The work’s legacy amplified the commodification of shock and body-based art, paving pathways for later practitioners like Damien Hirst, whose preserved animal installations—echoing Manzoni’s alchemical transmutation of base matter—have commanded multimillion-dollar sales, such as The Physical Impossibility of Death in the Mind of Someone Living for $8 million in 2004, though direct causal links remain interpretive rather than explicit.[49] Similarly, Andres Serrano’s Piss Christ (1987), submerging a crucifix in urine, extended the provocation-commodity paradigm, with prints selling for tens of thousands, reflecting normalized market tolerance for bodily detritus as high-value provocations.[50] These evolutions underscore Merda d'artista’s role in broadening conceptual art’s economic footprint, prefiguring body, performance, and land art markets by prioritizing the artist’s output as a scarce, certifiable asset.[51]
Parallels extend to the NFT boom of 2021–2022, where digital certificates imposed scarcity on reproducible files, mirroring Manzoni’s transformation of ubiquitous excrement into limited-edition value through buyer belief in authorship and blockchain validation, as in Beeple’s Everydays: The First 5,000 Days fetching $69 million at Christie’s.[52] This precedent facilitated NFT art sales exceeding $2 billion in 2021, trading on conceptual scarcity akin to Manzoni’s tins, though without physical anchors, highlighting market reliance on shared perceptual equivalence over tangible utility.[52]
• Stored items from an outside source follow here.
//! Dashboard API client
//!
//! [`Api`] ties the pieces together: endpoint declarations from the
//! resource modules, the shared [`BaseQuery`], the [`QueryCache`] and the
//! [`SessionStore`].
//!
//! # Example
//!
//! ```no_run
//! use distro_client::api::{Api, zones};
//! use distro_client::ClientConfig;
//!
//! # async fn example() -> Result<(), distro_client::ClientError> {
//! let api = Api::new(&ClientConfig::from_env())?;
//! api.login("admin", "secret").await?;
//!
//! // Mounted view: stays fresh while the subscription lives
//! let mut zones_view = api.subscribe(&zones::GET_ZONES, ());
//! let zones = zones_view.settled().await;
//! # Ok(())
//! # }
//! ```

pub mod auth;
pub mod credit_limits;
pub mod orders;
pub mod products;
pub mod routes;
pub mod shops;
pub mod staff;
pub mod wallets;
pub mod warehouses;
pub mod zones;

use std::sync::Arc;

use futures::FutureExt;
use serde::Serialize;
use serde::de::DeserializeOwned;
use shared::{LoginRequest, UserInfo};

use crate::cache::{FetchOutcome, Fetched, Fetcher, QueryCache, QuerySnapshot, QuerySubscription};
use crate::config::ClientConfig;
use crate::endpoint::{MutationEndpoint, QueryEndpoint};
use crate::error::{ClientError, ClientResult, QueryError};
use crate::request::BaseQuery;
use crate::session::{FileStorage, MemoryStorage, SessionStorage, SessionStore};
use crate::tags::Tag;
use crate::transport::{NetworkHttpClient, Transport};

#[derive(Debug)]
struct ApiInner {
    base: BaseQuery,
    cache: QueryCache,
}

/// Cached, session-aware client of the backend (cheap to clone)
#[derive(Debug, Clone)]
pub struct Api {
    inner: Arc<ApiInner>,
}

// ============================================================================
// Construction
// ============================================================================

impl Api {
    /// Network client with the session restored from durable storage.
    ///
    /// The session lives in `storage_dir` when configured, in memory
    /// otherwise.
    pub fn new(config: &ClientConfig) -> ClientResult<Self> {
        let transport = Arc::new(NetworkHttpClient::new(config)?);
        let storage: Arc<dyn SessionStorage> = match &config.storage_dir {
            Some(dir) => Arc::new(FileStorage::new(dir)),
            None => Arc::new(MemoryStorage::new()),
        };
        let session = SessionStore::hydrate(storage, config.session_key.clone());
        Ok(Self::with_transport(transport, session, config))
    }

    /// Client over any transport (in-process router, mock)
    pub fn with_transport(
        transport: Arc<dyn Transport>,
        session: SessionStore,
        config: &ClientConfig,
    ) -> Self {
        let cache = QueryCache::new(config.keep_unused_for);
        let base = BaseQuery::new(transport, session, config.clear_session_on_unauthorized)
            .with_cache(&cache);
        Self {
            inner: Arc::new(ApiInner { base, cache }),
        }
    }

    pub fn session(&self) -> &SessionStore {
        self.inner.base.session()
    }

    pub fn cache(&self) -> &QueryCache {
        &self.inner.cache
    }
}

// ============================================================================
// Queries and mutations
// ============================================================================

impl Api {
    /// Mount a query: fetches on a miss and refetches on invalidation for as
    /// long as the subscription lives
    pub fn subscribe<A, T>(&self, endpoint: &QueryEndpoint<A, T>, arg: A) -> QuerySubscription<T>
    where
        A: Serialize + Send + Sync + 'static,
        T: DeserializeOwned + 'static,
    {
        let key = endpoint.cache_key(&arg);
        let fetcher = self.fetcher(*endpoint, arg);
        let (entry, rx) = self.inner.cache.subscribe(key.clone(), fetcher);
        QuerySubscription::new(key, entry, rx, self.inner.cache.clone())
    }

    /// One-off read through the cache
    pub async fn query<A, T>(&self, endpoint: &QueryEndpoint<A, T>, arg: A) -> ClientResult<T>
    where
        A: Serialize + Send + Sync + 'static,
        T: DeserializeOwned + 'static,
    {
        let mut subscription = self.subscribe(endpoint, arg);
        let result = subscription.settled().await;
        if let Some(error) = result.error {
            return Err(ClientError::Query(error));
        }
        result.data.ok_or_else(|| {
            ClientError::Internal(format!("{} settled without data", subscription.key()))
        })
    }

    /// Run a mutation and invalidate the tags it declares.
    ///
    /// Once the server accepted the write, invalidation happens even if the
    /// response does not decode into `T`; the decode error is returned after.
    pub async fn mutate<A, T>(&self, endpoint: &MutationEndpoint<A, T>, arg: A) -> ClientResult<T>
    where
        T: DeserializeOwned,
    {
        if let Some(validate) = endpoint.validate {
            validate(&arg)?;
        }

        let value = self.inner.base.execute((endpoint.request)(&arg)).await?;
        let result = serde_json::from_value::<T>(value);

        let tags = (endpoint.invalidates)(&arg, result.as_ref().ok());
        let refetching = self.inner.cache.invalidate(&tags);
        match result {
            Ok(result) => {
                tracing::info!(
                    endpoint = endpoint.name,
                    tags = ?tags,
                    refetching,
                    "mutation succeeded"
                );
                Ok(result)
            }
            Err(e) => {
                tracing::warn!(
                    endpoint = endpoint.name,
                    tags = ?tags,
                    refetching,
                    error = %e,
                    "mutation applied but its response did not decode"
                );
                Err(ClientError::InvalidResponse(format!("{}: {e}", endpoint.name)))
            }
        }
    }

    /// Invalidate tags without a mutation
    pub fn invalidate_tags(&self, tags: &[Tag]) -> usize {
        self.inner.cache.invalidate(tags)
    }

    /// Whether the query currently has a cache entry
    pub fn is_cached<A: Serialize, T>(&self, endpoint: &QueryEndpoint<A, T>, arg: &A) -> bool {
        self.inner.cache.contains(&endpoint.cache_key(arg))
    }

    pub fn snapshot<A: Serialize, T>(
        &self,
        endpoint: &QueryEndpoint<A, T>,
        arg: &A,
    ) -> Option<QuerySnapshot> {
        self.inner.cache.snapshot(&endpoint.cache_key(arg))
    }

    fn fetcher<A, T>(&self, endpoint: QueryEndpoint<A, T>, arg: A) -> Fetcher
    where
        A: Send + Sync + 'static,
        T: DeserializeOwned + 'static,
    {
        let base = self.inner.base.clone();
        let arg = Arc::new(arg);
        Arc::new(move || {
            let base = base.clone();
            let arg = arg.clone();
            async move { fetch(&base, endpoint, &arg).await }.boxed()
        })
    }
}

async fn fetch<A, T>(base: &BaseQuery, endpoint: QueryEndpoint<A, T>, arg: &A) -> FetchOutcome
where
    T: DeserializeOwned,
{
    let data = base
        .execute((endpoint.request)(arg))
        .await
        .map_err(|e| QueryError::from(&e))?;
    let typed: T = serde_json::from_value(data.clone()).map_err(QueryError::decode)?;
    let provides = (endpoint.provides)(arg, &typed);
    Ok(Fetched { data, provides })
}

// ============================================================================
// Session
// ============================================================================

impl Api {
    /// Log in and persist the session
    pub async fn login(&self, username: &str, password: &str) -> ClientResult<UserInfo> {
        let request = LoginRequest {
            username: username.to_string(),
            password: password.to_string(),
        };
        let response = self.mutate(&auth::LOGIN, request).await?;
        let user = response.user.clone();
        self.session().set_credentials(response.into())?;
        Ok(user)
    }

    /// Drop the session and every cached query
    pub fn logout(&self) -> ClientResult<()> {
        self.inner.cache.reset();
        self.session().logout()
    }

    /// Current user according to the backend
    pub async fn me(&self) -> ClientResult<UserInfo> {
        self.query(&auth::ME, ()).await
    }
}

#[cfg(test)]
mod tests {
    use super::*;
    use crate::tags::TagType;
    use crate::transport::MockTransport;
    use serde_json::json;
    use shared::models::Zone;

    fn api(transport: MockTransport) -> (Api, Arc<MockTransport>) {
        let transport = Arc::new(transport);
        let session = SessionStore::new(Arc::new(MemoryStorage::new()), "auth");
        let api = Api::with_transport(transport.clone(), session, &ClientConfig::default());
        (api, transport)
    }

    #[tokio::test]
    async fn test_query_is_served_from_cache() {
        let transport = MockTransport::new();
        transport.respond("GET", "/zones", json!([{ "id": 1, "name": "North" }]));
        let (api, transport) = api(transport);

        let first: Vec<Zone> = api.query(&zones::GET_ZONES, ()).await.unwrap();
        let second: Vec<Zone> = api.query(&zones::GET_ZONES, ()).await.unwrap();

        assert_eq!(first, second);
        assert_eq!(transport.calls("GET", "/zones"), 1);
        assert!(api.is_cached(&zones::GET_ZONES, &()));
    }

    #[tokio::test]
    async fn test_invalid_form_never_reaches_the_network() {
        let (api, transport) = api(MockTransport::new());
        let body = shared::models::ZoneCreate {
            name: String::new(),
            description: None,
            distributor_id: None,
        };

        let err = api.mutate(&zones::CREATE_ZONE, body).await.unwrap_err();

        assert!(matches!(err, ClientError::Validation(_)));
        assert!(transport.requests().is_empty());
    }

    #[tokio::test]
    async fn test_failed_query_is_reported_once() {
        let transport = MockTransport::new();
        transport.respond_error("GET", "/zones/9", 404, json!({ "detail": "Zone not found" }));
        let (api, transport) = api(transport);

        let err = api.query(&zones::GET_ZONE, 9).await.unwrap_err();

        assert_eq!(err.status(), Some(404));
        assert_eq!(err.to_string(), "Zone not found");
        assert_eq!(transport.calls("GET", "/zones/9"), 1);
        assert!(api.cache().provided_tags(&zones::GET_ZONE.cache_key(&9)).is_empty());
    }

    #[tokio::test]
    async fn test_undecodable_mutation_response_still_invalidates() {
        let transport = MockTransport::new();
        transport.respond("GET", "/zones/1", json!({ "id": 1, "name": "North" }));
        transport.respond("PUT", "/zones/1", json!({ "message": "updated" }));
        let (api, _transport) = api(transport);
        let _: Zone = api.query(&zones::GET_ZONE, 1).await.unwrap();

        let update = crate::endpoint::ById::new(
            1,
            shared::models::ZoneUpdate {
                name: Some("North-West".into()),
                ..Default::default()
            },
        );
        let err = api.mutate(&zones::UPDATE_ZONE, update).await.unwrap_err();

        assert!(matches!(err, ClientError::InvalidResponse(_)));
        assert!(api.snapshot(&zones::GET_ZONE, &1).unwrap().is_stale);
    }

    #[tokio::test]
    async fn test_rejected_token_drops_cached_queries() {
        let transport = MockTransport::new();
        transport.respond(
            "POST",
            "/auth/login",
            json!({
                "token": "tok-1",
                "user": { "id": 1, "username": "admin", "role": "admin" }
            }),
        );
        transport.respond("GET", "/zones", json!([{ "id": 1, "name": "North" }]));
        transport.respond_error("GET", "/auth/me", 401, json!({ "detail": "Token expired" }));
        let (api, _transport) = api(transport);
        api.login("admin", "secret").await.unwrap();
        let _: Vec<Zone> = api.query(&zones::GET_ZONES, ()).await.unwrap();

        let err = api.me().await.unwrap_err();

        assert_eq!(err.status(), Some(401));
        assert!(!api.session().is_authenticated());
        assert!(!api.is_cached(&zones::GET_ZONES, &()));
    }

    #[tokio::test]
    async fn test_login_stores_session_and_logout_resets_cache() {
        let transport = MockTransport::new();
        transport.respond(
            "POST",
            "/auth/login",
            json!({
                "token": "tok-1",
                "user": { "id": 1, "username": "admin", "role": "admin" }
            }),
        );
        transport.respond("GET", "/zones", json!([]));
        let (api, _transport) = api(transport);

        let user = api.login("admin", "secret").await.unwrap();
        assert_eq!(user.username, "admin");
        assert_eq!(api.session().token().as_deref(), Some("tok-1"));

        let _: Vec<Zone> = api.query(&zones::GET_ZONES, ()).await.unwrap();
        assert!(!api.cache().is_empty());

        api.logout().unwrap();
        assert!(!api.session().is_authenticated());
        assert!(api.cache().is_empty());
        assert_eq!(api.invalidate_tags(&[Tag::of(TagType::Zone)]), 0);
    }
}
Critics argue this normalization eroded merit-based valuation, fostering inflation detached from skill or beauty—contemporary art auctions routinely exceed $10 billion annually, with conceptual pieces comprising a disproportionate share despite minimal production costs, enabling elite signaling over accessible aesthetics.[16] Proponents counter that it democratized definitions, challenging institutional gatekeeping and expanding market inclusivity for idea-centric works, though empirical surges in post-Manzoni conceptual sales suggest causal reinforcement of speculation-driven economics rather than intrinsic merit.[4]